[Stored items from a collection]
Content starts

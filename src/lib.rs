//! Screener: a terminal account-statement viewer for blockchain addresses
//!
//! The TUI talks to an analysis backend over HTTP, keeps fetched results in
//! a short-lived cache and layers local corrections on top of them before
//! exporting statements.

pub mod app;
pub mod config;
pub mod core;
pub mod domain;
pub mod error;
pub mod infrastructure;
pub mod modules;
pub mod store;
pub mod ui;
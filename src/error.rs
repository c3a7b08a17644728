//! Error taxonomy shared by the store, gateway and exporters

use thiserror::Error;

/// Bad user input. Reported inline next to the triggering action, never fatal.
#[derive(Debug, Clone, PartialEq, Eq, Error)]
pub enum ValidationError {
    #[error("{0} is required")]
    MissingField(&'static str),

    #[error("unsupported blockchain: {0}")]
    UnknownChain(String),

    #[error("invalid {chain} address format")]
    InvalidAddress { chain: String },

    #[error("invalid date '{0}' (expected YYYY-MM-DD)")]
    InvalidDate(String),

    #[error("from date must be before to date")]
    InvalidDateRange,

    #[error("{0} must not be negative")]
    NegativeAmount(&'static str),

    #[error("invalid number '{0}'")]
    InvalidNumber(String),

    #[error("unknown field '{0}'")]
    UnknownField(String),

    #[error("no transaction with hash {0}")]
    UnknownTransaction(String),
}

/// Network or backend failure. The operation is abandoned and state is left unchanged.
#[derive(Debug, Clone, PartialEq, Eq, Error)]
pub enum GatewayError {
    #[error("request failed: {0}")]
    Transport(String),

    #[error("backend returned HTTP {status}")]
    Status { status: u16 },

    #[error("backend error: {0}")]
    Backend(String),

    #[error("malformed backend response: {0}")]
    Decode(String),
}

impl GatewayError {
    pub fn reason(&self) -> String {
        self.to_string()
    }
}

/// File generation or download failure. No partial file is left on disk.
#[derive(Debug, Error)]
pub enum ExportError {
    #[error("no analysis data available to export")]
    NothingToExport,

    #[error("file write failed: {0}")]
    Io(#[from] std::io::Error),

    #[error("csv encoding failed: {0}")]
    Csv(#[from] csv::Error),
}
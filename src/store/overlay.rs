//! User corrections layered over fetched data
//!
//! The fetched transactions are never mutated. Deletions and edits are kept
//! here and applied on every read, so resetting the overlay always restores
//! exactly what the backend returned.

use std::collections::{BTreeMap, BTreeSet};
use std::str::FromStr;

use chrono::{DateTime, NaiveDate, Utc};
use rust_decimal::Decimal;

use crate::domain::{BalanceSnapshot, Direction, TokenBalance, Transaction, TxStatus, TxType};
use crate::error::ValidationError;

/// Partial transaction; `Some` fields replace the original value
#[derive(Debug, Clone, Default, PartialEq)]
pub struct TransactionPatch {
    pub timestamp: Option<DateTime<Utc>>,
    pub tx_type: Option<TxType>,
    pub direction: Option<Direction>,
    pub from: Option<String>,
    pub to: Option<String>,
    pub amount: Option<Decimal>,
    pub token_symbol: Option<String>,
    pub usd_value: Option<Decimal>,
    pub status: Option<TxStatus>,
}

impl TransactionPatch {
    pub fn is_empty(&self) -> bool {
        *self == TransactionPatch::default()
    }

    /// Set one field from a `key=value` style pair
    pub fn set(&mut self, key: &str, value: &str) -> Result<(), ValidationError> {
        let value = value.trim();
        match key.trim().to_lowercase().as_str() {
            "date" | "time" | "timestamp" => self.timestamp = Some(parse_timestamp(value)?),
            "type" => {
                self.tx_type = Some(
                    TxType::parse(value)
                        .ok_or_else(|| ValidationError::UnknownField(value.to_string()))?,
                )
            }
            "direction" | "dir" => {
                self.direction = Some(match value.to_lowercase().as_str() {
                    "in" => Direction::In,
                    "out" => Direction::Out,
                    _ => return Err(ValidationError::UnknownField(value.to_string())),
                })
            }
            "from" => self.from = Some(value.to_string()),
            "to" => self.to = Some(value.to_string()),
            "amount" => self.amount = Some(parse_amount(value, "amount")?),
            "token" | "symbol" => self.token_symbol = Some(value.to_string()),
            "usd" | "usd_value" => self.usd_value = Some(parse_amount(value, "USD value")?),
            "status" => {
                self.status = Some(match value.to_lowercase().as_str() {
                    "success" => TxStatus::Success,
                    "failed" => TxStatus::Failed,
                    "pending" => TxStatus::Pending,
                    _ => return Err(ValidationError::UnknownField(value.to_string())),
                })
            }
            other => return Err(ValidationError::UnknownField(other.to_string())),
        }
        Ok(())
    }

    /// Fold `newer` into this patch; fields set in `newer` win
    fn merge(&mut self, newer: TransactionPatch) {
        if newer.timestamp.is_some() {
            self.timestamp = newer.timestamp;
        }
        if newer.tx_type.is_some() {
            self.tx_type = newer.tx_type;
        }
        if newer.direction.is_some() {
            self.direction = newer.direction;
        }
        if newer.from.is_some() {
            self.from = newer.from;
        }
        if newer.to.is_some() {
            self.to = newer.to;
        }
        if newer.amount.is_some() {
            self.amount = newer.amount;
        }
        if newer.token_symbol.is_some() {
            self.token_symbol = newer.token_symbol;
        }
        if newer.usd_value.is_some() {
            self.usd_value = newer.usd_value;
        }
        if newer.status.is_some() {
            self.status = newer.status;
        }
    }

    fn apply_to(&self, tx: &mut Transaction) {
        if let Some(timestamp) = self.timestamp {
            tx.timestamp = timestamp;
        }
        if let Some(tx_type) = self.tx_type {
            tx.tx_type = tx_type;
        }
        if let Some(direction) = self.direction {
            tx.direction = direction;
        }
        if let Some(from) = &self.from {
            tx.from = from.clone();
        }
        if let Some(to) = &self.to {
            tx.to = to.clone();
        }
        if let Some(amount) = self.amount {
            tx.amount = amount;
        }
        if let Some(symbol) = &self.token_symbol {
            tx.token_symbol = Some(symbol.clone());
        }
        if let Some(usd) = self.usd_value {
            tx.usd_value = Some(usd);
        }
        if let Some(status) = self.status {
            tx.status = status;
        }
        tx.edited = true;
    }
}

/// Parse a non-negative decimal amount
pub fn parse_amount(value: &str, field: &'static str) -> Result<Decimal, ValidationError> {
    let amount = Decimal::from_str(value.trim())
        .map_err(|_| ValidationError::InvalidNumber(value.trim().to_string()))?;
    if amount.is_sign_negative() && !amount.is_zero() {
        return Err(ValidationError::NegativeAmount(field));
    }
    Ok(amount)
}

fn parse_timestamp(value: &str) -> Result<DateTime<Utc>, ValidationError> {
    if let Ok(ts) = DateTime::parse_from_rfc3339(value) {
        return Ok(ts.with_timezone(&Utc));
    }
    NaiveDate::parse_from_str(value, "%Y-%m-%d")
        .ok()
        .and_then(|date| date.and_hms_opt(0, 0, 0))
        .map(|naive| naive.and_utc())
        .ok_or_else(|| ValidationError::InvalidDate(value.to_string()))
}

#[derive(Debug, Clone, Default)]
pub struct EditOverlay {
    opening_override: Option<BalanceSnapshot>,
    current_override: Option<BalanceSnapshot>,
    deleted: BTreeSet<String>,
    edits: BTreeMap<String, TransactionPatch>,
}

impl EditOverlay {
    pub fn new() -> Self {
        Self::default()
    }

    pub fn set_opening_balance(
        &mut self,
        native: Decimal,
        tokens: Vec<TokenBalance>,
    ) -> Result<(), ValidationError> {
        check_balance(native, &tokens)?;
        self.opening_override = Some(BalanceSnapshot::new(native, tokens));
        Ok(())
    }

    pub fn set_current_balance(
        &mut self,
        native: Decimal,
        tokens: Vec<TokenBalance>,
    ) -> Result<(), ValidationError> {
        check_balance(native, &tokens)?;
        self.current_override = Some(BalanceSnapshot::new(native, tokens));
        Ok(())
    }

    pub fn opening_balance(&self) -> Option<&BalanceSnapshot> {
        self.opening_override.as_ref()
    }

    pub fn current_balance(&self) -> Option<&BalanceSnapshot> {
        self.current_override.as_ref()
    }

    /// Mark a hash as deleted. Returns `false` if it already was.
    pub fn delete_transaction(&mut self, hash: &str) -> bool {
        self.deleted.insert(hash.to_string())
    }

    pub fn deleted_count(&self) -> usize {
        self.deleted.len()
    }

    pub fn edit_transaction(
        &mut self,
        hash: &str,
        patch: TransactionPatch,
    ) -> Result<(), ValidationError> {
        if let Some(amount) = patch.amount {
            if amount.is_sign_negative() && !amount.is_zero() {
                return Err(ValidationError::NegativeAmount("amount"));
            }
        }
        self.edits
            .entry(hash.to_string())
            .or_default()
            .merge(patch);
        Ok(())
    }

    pub fn edited_count(&self) -> usize {
        self.edits.len()
    }

    /// Effective transactions: deletions dropped, edits layered, order kept
    pub fn apply(&self, original: &[Transaction]) -> Vec<Transaction> {
        original
            .iter()
            .filter(|tx| !self.deleted.contains(&tx.hash))
            .map(|tx| {
                let mut tx = tx.clone();
                if let Some(patch) = self.edits.get(&tx.hash) {
                    patch.apply_to(&mut tx);
                }
                tx
            })
            .collect()
    }

    pub fn is_empty(&self) -> bool {
        self.opening_override.is_none()
            && self.current_override.is_none()
            && self.deleted.is_empty()
            && self.edits.is_empty()
    }

    pub fn reset(&mut self) {
        *self = Self::default();
    }
}

fn check_balance(native: Decimal, tokens: &[TokenBalance]) -> Result<(), ValidationError> {
    if native.is_sign_negative() && !native.is_zero() {
        return Err(ValidationError::NegativeAmount("native balance"));
    }
    if tokens
        .iter()
        .any(|t| t.balance.is_sign_negative() && !t.balance.is_zero())
    {
        return Err(ValidationError::NegativeAmount("token balance"));
    }
    Ok(())
}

Content ends

→ **ACTIVITY**
All lines in the records with the string "kept" should be copied out.

→ **RESULT FOR THIS EXERCISE**
//! The fetched transactions are never mutated. Deletions and edits are kept
    /// Effective transactions: deletions dropped, edits layered, order kept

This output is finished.